▸ Exercise directions:
Reprint the listing. Every line must match the original exactly.

▸ Provided data:
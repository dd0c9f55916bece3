// ABOUTME: Route handlers for the category endpoints of the catalog API
// ABOUTME: List, get, create, update and delete categories with uniqueness and integrity checks
//
// SPDX-License-Identifier: MIT OR Apache-2.0
// Copyright (c) 2025 Recipe Catalog Contributors

//! Category routes
//!
//! Public reads live under `/categories`, writes under `/admin/categories`.

use super::common::{count_response, data_response, json_body, list_response};
use crate::integrity::{assert_not_referenced, exists_matching};
use crate::projection::project;
use crate::resources::ServerResources;
use crate::validation::{
    normalize_name, optional_description, optional_image, parse_id, required_text,
    updated_description, updated_image,
};
use axum::{
    extract::{rejection::JsonRejection, Path, State},
    http::StatusCode,
    response::Response,
    routing::{delete, get, post, put},
    Json, Router,
};
use recipe_core::errors::{AppError, AppResult};
use recipe_core::models::{Category, Collection, Document};
use serde::Deserialize;
use std::sync::Arc;
use tracing::info;

/// Body of `POST /admin/categories`
#[derive(Debug, Default, Deserialize)]
#[serde(default)]
pub struct CreateCategoryBody {
    /// Required name
    pub name: Option<String>,
    /// Optional description
    pub description: Option<String>,
    /// Optional image URL
    pub image: Option<String>,
}

/// Body of `PUT /admin/categories/{id}`; only present fields are applied
#[derive(Debug, Default, Deserialize)]
#[serde(default)]
pub struct UpdateCategoryBody {
    /// New name
    pub name: Option<String>,
    /// New description, `""` clears it
    pub description: Option<String>,
    /// New image URL, `""` clears it
    pub image: Option<String>,
}

/// Category routes implementation
pub struct CategoryRoutes;

impl CategoryRoutes {
    /// Create all category routes
    pub fn routes(resources: Arc<ServerResources>) -> Router {
        Router::new()
            .route("/categories", get(Self::handle_list))
            .route("/categories/:id", get(Self::handle_get))
            .route("/admin/categories", post(Self::handle_create))
            .route("/admin/categories/:id", put(Self::handle_update))
            .route("/admin/categories/:id", delete(Self::handle_delete))
            .with_state(resources)
    }

    async fn load(resources: &ServerResources, raw_id: &str) -> AppResult<Category> {
        let id = parse_id(raw_id)?;
        resources
            .categories()
            .get(id)
            .await?
            .ok_or_else(|| AppError::not_found(format!("Category: '{id}'")))
    }

    fn to_public(category: &Category) -> AppResult<serde_json::Value> {
        Ok(project(&serde_json::to_value(category)?, Category::PUBLIC_FIELDS))
    }

    /// Handle GET /categories - list all categories sorted by name
    async fn handle_list(
        State(resources): State<Arc<ServerResources>>,
    ) -> Result<Response, AppError> {
        let categories = resources.categories().list().await?;
        let data = project(&serde_json::to_value(&categories)?, Category::PUBLIC_FIELDS);
        Ok(list_response(data))
    }

    /// Handle GET /categories/:id - fetch one category
    async fn handle_get(
        State(resources): State<Arc<ServerResources>>,
        Path(id): Path<String>,
    ) -> Result<Response, AppError> {
        let category = Self::load(&resources, &id).await?;
        Ok(data_response(StatusCode::OK, Self::to_public(&category)?))
    }

    /// Handle POST /admin/categories - create a category
    async fn handle_create(
        State(resources): State<Arc<ServerResources>>,
        payload: Result<Json<CreateCategoryBody>, JsonRejection>,
    ) -> Result<Response, AppError> {
        let body = json_body(payload)?;

        let name = normalize_name(&required_text(body.name, "name")?, "name")?;
        let description = optional_description(body.description)?;
        let image = optional_image(body.image)?;

        if exists_matching(resources.store.as_ref(), Collection::Categories, &name, None).await? {
            return Err(AppError::duplicate_name(format!(
                "Category '{name}' already exists"
            )));
        }

        let category = resources
            .categories()
            .insert(&Category {
                id: 0,
                name,
                description,
                image,
            })
            .await?;

        info!(category.id = category.id, category.name = %category.name, "Category created");
        Ok(data_response(StatusCode::CREATED, Self::to_public(&category)?))
    }

    /// Handle PUT /admin/categories/:id - update the fields present in the body
    async fn handle_update(
        State(resources): State<Arc<ServerResources>>,
        Path(id): Path<String>,
        payload: Result<Json<UpdateCategoryBody>, JsonRejection>,
    ) -> Result<Response, AppError> {
        let mut category = Self::load(&resources, &id).await?;
        let body = json_body(payload)?;

        if let Some(raw_name) = body.name {
            let name = normalize_name(&required_text(Some(raw_name), "name")?, "name")?;
            if exists_matching(
                resources.store.as_ref(),
                Collection::Categories,
                &name,
                Some(category.id),
            )
            .await?
            {
                return Err(AppError::duplicate_name(format!(
                    "'{name}' matches an existing category name!"
                )));
            }
            category.name = name;
        }
        if let Some(description) = body.description {
            category.description = Some(updated_description(&description)?);
        }
        if let Some(image) = body.image {
            category.image = Some(updated_image(&image)?);
        }

        if !resources.categories().save(&category).await? {
            return Err(AppError::not_found(format!("Category: '{}'", category.id)));
        }

        info!(category.id = category.id, "Category updated");
        Ok(data_response(StatusCode::OK, Self::to_public(&category)?))
    }

    /// Handle DELETE /admin/categories/:id - delete an unreferenced category
    async fn handle_delete(
        State(resources): State<Arc<ServerResources>>,
        Path(id): Path<String>,
    ) -> Result<Response, AppError> {
        let category = Self::load(&resources, &id).await?;
        assert_not_referenced(resources.store.as_ref(), Collection::Categories, category.id)
            .await?;

        let deleted = resources.categories().delete(category.id).await?;
        info!(category.id = category.id, deleted, "Category deleted");
        Ok(count_response(deleted))
    }
}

▸ Solved problem:
repository dd0c9f55916bece3
// ABOUTME: Route handlers for the category endpoints of the catalog API
// ABOUTME: List, get, create, update and delete categories with uniqueness and integrity checks
//
// SPDX-License-Identifier: MIT OR Apache-2.0
// Copyright (c) 2025 Recipe Catalog Contributors

//! Category routes
//!
//! Public reads live under `/categories`, writes under `/admin/categories`.

use super::common::{count_response, data_response, json_body, list_response};
use crate::integrity::{assert_not_referenced, exists_matching};
use crate::projection::project;
use crate::resources::ServerResources;
use crate::validation::{
    normalize_name, optional_description, optional_image, parse_id, required_text,
    updated_description, updated_image,
};
use axum::{
    extract::{rejection::JsonRejection, Path, State},
    http::StatusCode,
    response::Response,
    routing::{delete, get, post, put},
    Json, Router,
};
use recipe_core::errors::{AppError, AppResult};
use recipe_core::models::{Category, Collection, Document};
use serde::Deserialize;
use std::sync::Arc;
use tracing::info;

/// Body of `POST /admin/categories`
#[derive(Debug, Default, Deserialize)]
#[serde(default)]
pub struct CreateCategoryBody {
    /// Required name
    pub name: Option<String>,
    /// Optional description
    pub description: Option<String>,
    /// Optional image URL
    pub image: Option<String>,
}

/// Body of `PUT /admin/categories/{id}`; only present fields are applied
#[derive(Debug, Default, Deserialize)]
#[serde(default)]
pub struct UpdateCategoryBody {
    /// New name
    pub name: Option<String>,
    /// New description, `""` clears it
    pub description: Option<String>,
    /// New image URL, `""` clears it
    pub image: Option<String>,
}

/// Category routes implementation
pub struct CategoryRoutes;

impl CategoryRoutes {
    /// Create all category routes
    pub fn routes(resources: Arc<ServerResources>) -> Router {
        Router::new()
            .route("/categories", get(Self::handle_list))
            .route("/categories/:id", get(Self::handle_get))
            .route("/admin/categories", post(Self::handle_create))
            .route("/admin/categories/:id", put(Self::handle_update))
            .route("/admin/categories/:id", delete(Self::handle_delete))
            .with_state(resources)
    }

    async fn load(resources: &ServerResources, raw_id: &str) -> AppResult<Category> {
        let id = parse_id(raw_id)?;
        resources
            .categories()
            .get(id)
            .await?
            .ok_or_else(|| AppError::not_found(format!("Category: '{id}'")))
    }

    fn to_public(category: &Category) -> AppResult<serde_json::Value> {
        Ok(project(&serde_json::to_value(category)?, Category::PUBLIC_FIELDS))
    }

    /// Handle GET /categories - list all categories sorted by name
    async fn handle_list(
        State(resources): State<Arc<ServerResources>>,
    ) -> Result<Response, AppError> {
        let categories = resources.categories().list().await?;
        let data = project(&serde_json::to_value(&categories)?, Category::PUBLIC_FIELDS);
        Ok(list_response(data))
    }

    /// Handle GET /categories/:id - fetch one category
    async fn handle_get(
        State(resources): State<Arc<ServerResources>>,
        Path(id): Path<String>,
    ) -> Result<Response, AppError> {
        let category = Self::load(&resources, &id).await?;
        Ok(data_response(StatusCode::OK, Self::to_public(&category)?))
    }

    /// Handle POST /admin/categories - create a category
    async fn handle_create(
        State(resources): State<Arc<ServerResources>>,
        payload: Result<Json<CreateCategoryBody>, JsonRejection>,
    ) -> Result<Response, AppError> {
        let body = json_body(payload)?;

        let name = normalize_name(&required_text(body.name, "name")?, "name")?;
        let description = optional_description(body.description)?;
        let image = optional_image(body.image)?;

        if exists_matching(resources.store.as_ref(), Collection::Categories, &name, None).await? {
            return Err(AppError::duplicate_name(format!(
                "Category '{name}' already exists"
            )));
        }

        let category = resources
            .categories()
            .insert(&Category {
                id: 0,
                name,
                description,
                image,
            })
            .await?;

        info!(category.id = category.id, category.name = %category.name, "Category created");
        Ok(data_response(StatusCode::CREATED, Self::to_public(&category)?))
    }

    /// Handle PUT /admin/categories/:id - update the fields present in the body
    async fn handle_update(
        State(resources): State<Arc<ServerResources>>,
        Path(id): Path<String>,
        payload: Result<Json<UpdateCategoryBody>, JsonRejection>,
    ) -> Result<Response, AppError> {
        let mut category = Self::load(&resources, &id).await?;
        let body = json_body(payload)?;

        if let Some(raw_name) = body.name {
            let name = normalize_name(&required_text(Some(raw_name), "name")?, "name")?;
            if exists_matching(
                resources.store.as_ref(),
                Collection::Categories,
                &name,
                Some(category.id),
            )
            .await?
            {
                return Err(AppError::duplicate_name(format!(
                    "'{name}' matches an existing category name!"
                )));
            }
            category.name = name;
        }
        if let Some(description) = body.description {
            category.description = Some(updated_description(&description)?);
        }
        if let Some(image) = body.image {
            category.image = Some(updated_image(&image)?);
        }

        if !resources.categories().save(&category).await? {
            return Err(AppError::not_found(format!("Category: '{}'", category.id)));
        }

        info!(category.id = category.id, "Category updated");
        Ok(data_response(StatusCode::OK, Self::to_public(&category)?))
    }

    /// Handle DELETE /admin/categories/:id - delete an unreferenced category
    async fn handle_delete(
        State(resources): State<Arc<ServerResources>>,
        Path(id): Path<String>,
    ) -> Result<Response, AppError> {
        let category = Self::load(&resources, &id).await?;
        assert_not_referenced(resources.store.as_ref(), Collection::Categories, category.id)
            .await?;

        let deleted = resources.categories().delete(category.id).await?;
        info!(category.id = category.id, deleted, "Category deleted");
        Ok(count_response(deleted))
    }
}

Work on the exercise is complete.